La conclusion du dépouillement des votes aux premières heures de vendredi matin a permis à la Commission électorale centrale (CEC) d'annoncer les résultats définitifs. Cependant, le moment de cette annonce dépendra des éventuelles contestations formulées par les parties concernant le processus mené au Centre de dépouillement et d'analyse des résultats (CDR).
La Commission électorale centrale (CEC) doit attendre un maximum de 12 jours avant d'annoncer les résultats définitifs des élections législatives anticipées, qui se sont tenues le 28 décembre.
Ce sont les délais d'appel qui doivent expirer avant que la CEC puisse annoncer les résultats.
Soutenez le TEMPSPréservez la vérité.
Le journalisme professionnel est d'intérêt public. Votre soutien contribue à préserver son indépendance et sa crédibilité. Faites un don, vous aussi. 1 euro fait la différence.
Lettre au lecteur — Pourquoi nous sollicitons votre soutien Contribuer« Avec l’achèvement du dépouillement de ces bulletins, la CEC est techniquement prête à annoncer les résultats définitifs des élections anticipées du 28 décembre. Cependant, conformément à la loi sur les élections générales, les partis ont le droit de déposer des plaintes auprès de la Commission électorale d’Adams-Palatinat (ECAP) concernant l’administration du dépouillement au CNR dans les 48 heures suivant la survenance de la violation alléguée », a déclaré Valmir Elezi, porte-parole de la CEC.
La Commission des plaintes et des appels (CAP) n'a examiné jusqu'à présent qu'une seule plainte, celle du Parti démocrate (PDK) concernant le dépouillement des votes de la diaspora. Mais vendredi, elle l'a rejetée pour cause de tardiveté, la plainte ayant été déposée après le délai légal de 48 heures.
Selon l'ECAP, l'infraction présumée a eu lieu les 2 et 5 janvier, lors du retrait des colis, tandis que la plainte auprès de l'ECAP a été déposée le 8 janvier.
Conformément à la loi, cet organisme dispose de 72 heures pour statuer sur la plainte reçue. Le plaignant a également la possibilité de faire appel.

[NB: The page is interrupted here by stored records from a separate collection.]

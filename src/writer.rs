// SPDX-License-Identifier: GPL-3.0-only
// Copyright (C) 2025 Brian Hetro <whee@smaertness.net>

//! Writing composed pages to the output directory.
//!
//! Each page is written with a plain overwrite. A page that fails to write
//! is logged and reported, and the remaining pages are still attempted.

use crate::pages::Page;
use snafu::prelude::*;
use std::path::{Path, PathBuf};
use tracing::{debug, error, info};

/// Error type for output failures.
#[derive(Debug, Snafu)]
pub enum WriteError {
    /// The output directory could not be created.
    #[snafu(display("failed to create output directory {}: {source}", path.display()))]
    CreateOutputDir {
        /// The directory that could not be created.
        path: PathBuf,
        /// The underlying I/O error.
        source: std::io::Error,
    },

    /// A single page could not be written.
    #[snafu(display("failed to write {}: {source}", path.display()))]
    WriteFile {
        /// The page that failed.
        path: PathBuf,
        /// The underlying I/O error.
        source: std::io::Error,
    },
}

/// The outcome of writing a set of pages.
#[derive(Debug, Default)]
pub struct WriteReport {
    /// Paths written successfully, in write order.
    pub written: Vec<PathBuf>,
    /// Pages that failed.
    pub failures: Vec<WriteError>,
}

/// Writes every page into `out_dir`, creating the directory if needed.
///
/// Existing files are overwritten. Pages sharing a filename are written in
/// order, so the last one wins.
///
/// # Errors
///
/// Returns [`WriteError::CreateOutputDir`] if the directory cannot be
/// created. Failures of individual pages are collected in the report
/// instead.
pub fn write_pages(out_dir: &Path, pages: &[Page]) -> Result<WriteReport, WriteError> {
    std::fs::create_dir_all(out_dir).context(CreateOutputDirSnafu { path: out_dir })?;

    let mut report = WriteReport::default();
    for page in pages {
        let path = out_dir.join(&page.filename);
        match std::fs::write(&path, &page.content).context(WriteFileSnafu { path: &path }) {
            Ok(()) => {
                debug!("Wrote {}", path.display());
                report.written.push(path);
            }
            Err(err) => {
                error!("{err}");
                report.failures.push(err);
            }
        }
    }

    info!(
        "Wrote {} pages to {}",
        report.written.len(),
        out_dir.display()
    );
    Ok(report)
}

/// Logs what [`write_pages`] would write, without touching the filesystem.
pub fn preview_pages(out_dir: &Path, pages: &[Page]) {
    for page in pages {
        info!("Would write {}", out_dir.join(&page.filename).display());
    }
}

« La décision de la Commission électorale indépendante (CEI) peut faire l’objet d’un recours devant la Cour suprême du Kosovo, la CEI étant habilitée à réexaminer toute décision rendue sur présentation de nouveaux éléments de preuve par la partie intéressée. Le recours devant la Cour suprême du Kosovo peut être formé dans un délai de quarante-huit (48) heures à compter de la réception de la décision de la CEI, si l’amende en cause est supérieure à cinq mille euros (5 000 €) ou si l’affaire concerne un droit fondamental. La Cour suprême du Kosovo statue dans un délai de cinq (5) jours à compter du dépôt du recours », stipule l’article 118 de la loi sur les élections générales.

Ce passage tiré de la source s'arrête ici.